The Cour de cassation’s position seems similar: “in the absence of any other liable person, the owner of a piece of land where the waste was stored is, in that capacity only, the holder thereof within the meaning of Article L.541-1 et seq. of the Environment Code (…) unless such owner proves that it is unconcerned by the abandonment of the waste and did not authorize or facilitate it due to negligence or indulgence”.
The Court however seems to protect the owner less insofar as, given the facts in this case, “the absence of any other liable person” must be understood in absolute terms (absence of known holder as for the Council of State), but also in relative terms (as the holder is known but insolvent, there is no other liable person).

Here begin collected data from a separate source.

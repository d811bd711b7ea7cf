//! Fetch a dataset archive from a Dataverse access endpoint, check that it is
//! a zip container and unpack it.

pub mod download;
pub mod error;
pub mod extract;
pub mod logging;
pub mod pipeline;
pub mod request;
pub mod verify;

pub use download::{Diagnostics, FetchOutcome, Fetcher, StatusPolicy, CHUNK_SIZE};
pub use error::PipelineError;
pub use extract::{extract_zip, open_archive, unpack_archive};
pub use pipeline::{CleanupPolicy, Pipeline, PipelineReport};
pub use request::DatasetRequest;
pub use verify::{compute_sha256, ensure_zip_archive, has_zip_signature, is_zip_archive};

In practice, in doubt as to the solvency of any other holder, it is therefore recommended that the owner of a site on which waste has been abandoned do all that is possible to prove on the one hand that it had absolutely no control over the land in general and over the waste in particular, and that on the other hand, it has not been negligent regarding the abandoned waste (it may for example file a complaint against the former operator or serve a summons on the latter and then inform the mayor thereof by specifying that it is has nothing to do with such waste abandonment).
It is not unuseful to also warn the prefect as the latter can intervene on the basis of the waste policy in case the mayor fails to act.
Furthermore, if the waste producer or holder cannot be identified or is insolvent (“orphan” site), the State may entrust waste management and the polluted site rehabilitated to the Environment and Energy Management Agency (“Agence de l’environnement et de la maîtrise de l’énergie”, ADEME).
(ii) Polluted soil is no longer qualified as waste
The scope of the obligation to rehabilitate a polluted site under the waste policy is assessed predictably enough in light of what is and is not waste.
The definition of waste has changed as time has gone by and according to very fluctuating case law . Even though the CJEC or the Conseil d’Etat deemed that the non-excavated polluted soil could be qualified as waste , Directive 2008/98 expressly excluded this. Since December 2010, the French Environment Code provides that “non-excavated soil, including non-excavated polluted soil and buildings permanently bound to the soil” are excluded from legislation relating to waste.
The “rehabilitation of the site” prescribed on the basis of the waste policy can therefore only apply to movable property which has been abandoned on the land (chemical products in barrels, surface tanks, tires, etc.) excluding polluted soils. This is the fundamental difference between the mayor’s powers and that of the prefect.